Time to End the Judicial Wars: Allow Up-or-Down Vote on Judge Gorsuch

‘To quote a longtime Democrat and member of the left-leaning American Constitution Society, there is simply no principled reason to vote no on Judge Gorsuch’s nomination —even less of one to block that vote from occurring at all. So, let me say this to my Democratic colleagues. If you truly cannot support the nomination of this eminently qualified nominee, then at least allow the bipartisan majority of the Senate that supports Gorsuch to take an up-or-down vote. You already deployed the ‘nucl

WASHINGTON, D.C. – U.S. Senate Majority Leader Mitch McConnell (R-KY) made the following remarks today on the Senate floor regarding the president’s nominee for the Supreme Court, Judge Neil Gorsuch:

“The Senate has considered the nomination of Judge Neil Gorsuch for many weeks now.  We’ve seen his impressive credentials.  We’ve reviewed his incredible record.  We’ve heard glowing praise on a near daily basis too: from colleagues and students, from judges and newspaper editorials, from Democrats and Republicans. 

“Judge Gorsuch is independent and fair, he’s beyond qualified, and he’ll make a stellar addition to the Supreme Court.  Hardly anyone in the legal community seems to argue otherwise.  And yet, our Democratic colleagues appear poised to block this incredible nominee with the first successful partisan filibuster in American history.  It would be a radical move, something completely unprecedented in the history of the Senate and out of all proportion to the eminently qualified judge actually before us.

“But, then again, this isn’t really about the nominee anyway.  The opposition to this particular nominee is more about the man that nominated him, and the party he represents, than the nominee himself. It’s part of a much larger story, another extreme escalation in the Left’s never-ending drive to politicize the courts and the confirmation process.  It’s a fight they, and Democrats, have waged for decades with a singular aim: securing raw power, no matter the cost to country or institution.

“It underlines why this threatened filibuster cannot be allowed to succeed or to continue: for the sake of the Senate, for the sake of the Court, and for the sake our country.  I think a look back through history will help every colleague understand why.

“I’ve always had a particular interest in the history of judicial nominations.  It’s an interest that predates my service as a Senator.  I remember serving on the staff of a Senator on the Judiciary Committee during a time when two different judicial nominees were being considered. One, Harrold Carswell, was voted down on the Senate floor—correctly in my view. Another, Clement Haynsworth, also failed to receive the necessary support for confirmation — but in error, I thought.

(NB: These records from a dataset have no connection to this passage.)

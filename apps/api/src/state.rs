use std::sync::Arc;

use crate::auth::SessionClient;
use crate::config::Config;
use crate::payments::PaymentProcessor;
use crate::store::SubscriptionStore;
use crate::webhook::Projector;

/// Shared application state injected into all route handlers via Axum extractors.
/// Collaborators are built once in `main` and passed in explicitly.
#[derive(Clone)]
pub struct AppState {
    pub config: Config,
    pub store: Arc<dyn SubscriptionStore>,
    /// Stripe in production; swapped for a scripted fake in tests.
    pub processor: Arc<dyn PaymentProcessor>,
    pub sessions: SessionClient,
    pub projector: Arc<Projector>,
}

impl AppState {
    pub fn new(
        config: Config,
        store: Arc<dyn SubscriptionStore>,
        processor: Arc<dyn PaymentProcessor>,
        sessions: SessionClient,
    ) -> Self {
        let projector = Arc::new(Projector::new(
            processor.clone(),
            store.clone(),
            config.stripe_webhook_secret.clone(),
            config.webhook_tolerance_secs,
            config.downstream_timeout,
        ));

        Self {
            config,
            store,
            processor,
            sessions,
            projector,
        }
    }
}
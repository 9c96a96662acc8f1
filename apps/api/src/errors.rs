use axum::{
    http::StatusCode,
    response::{IntoResponse, Response},
    Json,
};
use serde_json::json;
use thiserror::Error;

use crate::auth::SessionError;
use crate::payments::signature::SignatureError;
use crate::payments::PaymentError;
use crate::store::StoreError;

/// Application-level error type.
/// Implements `IntoResponse` so Axum handlers can return `Result<T, AppError>`.
#[derive(Debug, Error)]
pub enum AppError {
    #[error("Validation error: {0}")]
    Validation(String),

    #[error("Unauthorized")]
    Unauthorized,

    #[error("Store error: {0}")]
    Store(#[from] StoreError),

    #[error("Payment provider error: {0}")]
    Payment(#[from] PaymentError),

    #[error("Identity provider error: {0}")]
    Identity(String),
}

impl From<SessionError> for AppError {
    fn from(err: SessionError) -> Self {
        match err {
            SessionError::Rejected { status, message } if status == 400 || status == 422 => {
                AppError::Validation(message)
            }
            SessionError::Rejected { status: 401 | 403, .. } | SessionError::InvalidToken => {
                AppError::Unauthorized
            }
            other => AppError::Identity(other.to_string()),
        }
    }
}

impl IntoResponse for AppError {
    fn into_response(self) -> Response {
        let (status, code, message) = match &self {
            AppError::Validation(msg) => (StatusCode::BAD_REQUEST, "VALIDATION_ERROR", msg.clone()),
            AppError::Unauthorized => (
                StatusCode::UNAUTHORIZED,
                "UNAUTHORIZED",
                "Authentication required".to_string(),
            ),
            AppError::Store(e) => {
                tracing::error!("Store error: {e}");
                (
                    StatusCode::INTERNAL_SERVER_ERROR,
                    "DATABASE_ERROR",
                    "A database error occurred".to_string(),
                )
            }
            AppError::Payment(e) => {
                tracing::error!("Payment provider error: {e}");
                (
                    StatusCode::BAD_GATEWAY,
                    "PAYMENT_PROVIDER_ERROR",
                    "The payment provider request failed".to_string(),
                )
            }
            AppError::Identity(msg) => {
                tracing::error!("Identity provider error: {msg}");
                (
                    StatusCode::BAD_GATEWAY,
                    "IDENTITY_PROVIDER_ERROR",
                    "The identity provider request failed".to_string(),
                )
            }
        };

        let body = Json(json!({
            "error": {
                "code": code,
                "message": message
            }
        }));

        (status, body).into_response()
    }
}

/// Failures of the Stripe webhook endpoint.
///
/// 4xx variants are permanent: Stripe should not redeliver the same body.
/// 5xx variants are transient and rely on Stripe's retry with backoff.
#[derive(Debug, Error)]
pub enum WebhookError {
    #[error("Webhook signature verification failed: {0}")]
    SignatureVerification(#[from] SignatureError),

    #[error("Malformed webhook event: {0}")]
    MalformedEvent(String),

    #[error("Subscription lookup failed: {0}")]
    Lookup(#[from] PaymentError),

    #[error("Subscription write failed: {0}")]
    DownstreamWrite(#[from] StoreError),
}

impl WebhookError {
    pub fn status(&self) -> StatusCode {
        match self {
            WebhookError::SignatureVerification(_) | WebhookError::MalformedEvent(_) => {
                StatusCode::BAD_REQUEST
            }
            WebhookError::Lookup(_) | WebhookError::DownstreamWrite(_) => {
                StatusCode::INTERNAL_SERVER_ERROR
            }
        }
    }
}

impl IntoResponse for WebhookError {
    fn into_response(self) -> Response {
        let status = self.status();
        let message = if status.is_server_error() {
            "Webhook handler failed".to_string()
        } else {
            self.to_string()
        };

        (status, Json(json!({ "error": message }))).into_response()
    }
}

#[cfg(test)]
mod tests {
    use super::*;

    #[test]
    fn test_signature_errors_are_client_errors() {
        let err = WebhookError::from(SignatureError::Mismatch);
        assert_eq!(err.status(), StatusCode::BAD_REQUEST);
        assert!(err.to_string().contains("No signatures found matching"));
    }

    #[test]
    fn test_downstream_errors_are_server_errors() {
        let write = WebhookError::from(StoreError::Database(sqlx::Error::PoolTimedOut));
        let lookup = WebhookError::from(PaymentError::Api {
            status: 500,
            message: "boom".to_string(),
        });
        assert_eq!(write.status(), StatusCode::INTERNAL_SERVER_ERROR);
        assert_eq!(lookup.status(), StatusCode::INTERNAL_SERVER_ERROR);
    }

    #[test]
    fn test_session_rejections_map_to_client_statuses() {
        let bad_login = AppError::from(SessionError::Rejected {
            status: 400,
            message: "Invalid login credentials".to_string(),
        });
        assert!(matches!(bad_login, AppError::Validation(ref m) if m == "Invalid login credentials"));

        let expired = AppError::from(SessionError::Rejected {
            status: 401,
            message: "JWT expired".to_string(),
        });
        assert!(matches!(expired, AppError::Unauthorized));

        let outage = AppError::from(SessionError::Rejected {
            status: 503,
            message: "unavailable".to_string(),
        });
        assert!(matches!(outage, AppError::Identity(_)));
    }

    #[test]
    fn test_app_error_statuses() {
        let cases = [
            (AppError::Validation("bad".to_string()), StatusCode::BAD_REQUEST),
            (AppError::Unauthorized, StatusCode::UNAUTHORIZED),
            (
                AppError::Store(StoreError::UnknownUser("u9".to_string())),
                StatusCode::INTERNAL_SERVER_ERROR,
            ),
            (
                AppError::Payment(PaymentError::TimedOut(std::time::Duration::from_secs(5))),
                StatusCode::BAD_GATEWAY,
            ),
            (AppError::Identity("down".to_string()), StatusCode::BAD_GATEWAY),
        ];
        for (err, status) in cases {
            assert_eq!(err.into_response().status(), status);
        }
    }
}
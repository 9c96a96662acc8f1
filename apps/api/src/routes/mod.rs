pub mod health;

use axum::{
    routing::{get, post},
    Router,
};

use crate::auth::handlers as auth;
use crate::billing::handlers as billing;
use crate::state::AppState;
use crate::webhook::handlers as webhook;

pub fn build_router(state: AppState) -> Router {
    Router::new()
        .route("/health", get(health::health_handler))
        // Stripe
        .route("/api/stripe/webhook", post(webhook::handle_stripe_webhook))
        .route(
            "/api/stripe/create-checkout-session",
            post(billing::handle_create_checkout_session),
        )
        // Pricing + dashboard
        .route("/api/plans", get(billing::handle_list_plans))
        .route("/api/me/subscription", get(billing::handle_my_subscription))
        // Auth (proxied to the identity provider)
        .route("/auth/sign-in", post(auth::handle_sign_in))
        .route("/auth/sign-up", post(auth::handle_sign_up))
        .route("/auth/sign-out", post(auth::handle_sign_out))
        .route("/auth/oauth/:provider", get(auth::handle_oauth_redirect))
        .with_state(state)
}
use axum::{
    extract::{Path, State},
    http::StatusCode,
    response::Redirect,
    Json,
};
use serde::Deserialize;

use super::{AuthSession, AuthUser, CurrentUser, OAuthProvider, SignUpOutcome};
use crate::errors::AppError;
use crate::state::AppState;
use crate::store::{StoreError, SubscriptionStore};

const MIN_PASSWORD_LEN: usize = 6;

#[derive(Debug, Deserialize)]
pub struct Credentials {
    pub email: String,
    pub password: String,
}

impl Credentials {
    fn validate(&self) -> Result<(), AppError> {
        let email = self.email.trim();
        if email.is_empty() || !email.contains('@') {
            return Err(AppError::Validation("A valid email address is required".to_string()));
        }
        if self.password.len() < MIN_PASSWORD_LEN {
            return Err(AppError::Validation(format!(
                "Password must be at least {MIN_PASSWORD_LEN} characters"
            )));
        }
        Ok(())
    }
}

/// Copies an identity-provider account into `users`, the parent table of
/// `subscriptions.user_id`.
pub async fn mirror_account(
    store: &dyn SubscriptionStore,
    user: &AuthUser,
) -> Result<(), StoreError> {
    store
        .ensure_user(&user.id, user.email.as_deref().unwrap_or_default())
        .await
}

/// Sign-in and sign-up already succeeded upstream; a failed mirror is retried
/// by the next checkout.
async fn mirror_account_or_warn(state: &AppState, user: &AuthUser) {
    if let Err(e) = mirror_account(state.store.as_ref(), user).await {
        tracing::warn!(user_id = %user.id, error = %e, "Could not mirror user account");
    }
}

/// POST /auth/sign-in
pub async fn handle_sign_in(
    State(state): State<AppState>,
    Json(req): Json<Credentials>,
) -> Result<Json<AuthSession>, AppError> {
    req.validate()?;
    let session = state
        .sessions
        .sign_in_with_password(req.email.trim(), &req.password)
        .await?;
    mirror_account_or_warn(&state, &session.user).await;
    Ok(Json(session))
}

/// POST /auth/sign-up
pub async fn handle_sign_up(
    State(state): State<AppState>,
    Json(req): Json<Credentials>,
) -> Result<Json<SignUpOutcome>, AppError> {
    req.validate()?;
    let outcome = state.sessions.sign_up(req.email.trim(), &req.password).await?;
    tracing::info!(user_id = %outcome.user.id, "User signed up");
    mirror_account_or_warn(&state, &outcome.user).await;
    Ok(Json(outcome))
}

/// POST /auth/sign-out
pub async fn handle_sign_out(
    State(state): State<AppState>,
    current: CurrentUser,
) -> Result<StatusCode, AppError> {
    state.sessions.sign_out(&current.access_token).await?;
    Ok(StatusCode::NO_CONTENT)
}

/// GET /auth/oauth/:provider
pub async fn handle_oauth_redirect(
    State(state): State<AppState>,
    Path(provider): Path<String>,
) -> Result<Redirect, AppError> {
    let provider: OAuthProvider = provider.parse().map_err(AppError::Validation)?;
    let redirect_to = format!("{}/dashboard", state.config.app_url.trim_end_matches('/'));
    let url = state.sessions.authorize_url(provider, &redirect_to)?;
    Ok(Redirect::to(&url))
}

“It piqued my interest in what advice and consent should mean in the Senate, and what it actually meant in practice. I would learn later that I was witnessing the nascent stirrings of what would soon become the so-called ‘Judicial Wars’ — the Left’s efforts to transform judicial confirmations from constructive debates over qualifications into raw ideological struggles with no rules or limits.  It’s a struggle that escalated in earnest when Democrats and left-wing special interests decided to wage war on President Reagan’s nominee in 1987, Robert Bork. Polite comity went out the window as Democrats launched one vicious personal attack after another — not because Bork lacked qualifications or suffered some ethical failing, but because his views were not theirs.

“As The Washington Post described at the time, ‘there has been an intellectual vulgarization and personal savagery to elements of the attack, profoundly distorting the record and the nature of the man.’  As NPR would later observe, the Left’s ‘all-out campaign to defeat the nomination…legitimized scorched-earth ideological wars over nominations at the Supreme Court.’

“I was there. I remember the viciousness of it. I also remember feeling that the Senate was reaching a turning point where judicial nominees would no longer be evaluated on their credentials but on their ideology. That observation, unfortunately, has proven correct — with Democrats raising the stakes and moving the goalposts each step of the way.

“They certainly did so under the next Republican President, George H.W. Bush.  We all know what happened to Clarence Thomas.  If the gloves were off for Bork, the brass knuckles came on for Thomas. Here’s how left-leaning columnist Juan Williams described the situation: ‘To listen to or read some news reports on Thomas over the past month is to discover a monster of a man, totally unlike the human being full of sincerity, confusion, and struggles whom I saw as a reporter who watched him for some 10 years.’

“‘He has been conveniently transformed into a monster about whom it is fair to say anything, to whom it is fair to do anything,’ Williams said.  By the time Bill Clinton won the presidency, ‘Bork’ had become a verb and ‘high-tech lynching’ was on the lips of a nation. Wounds were fresh and deep when this Democratic president had the chance to name two justices of his own to the Court.  Republicans could have responded in-kind to his nominees.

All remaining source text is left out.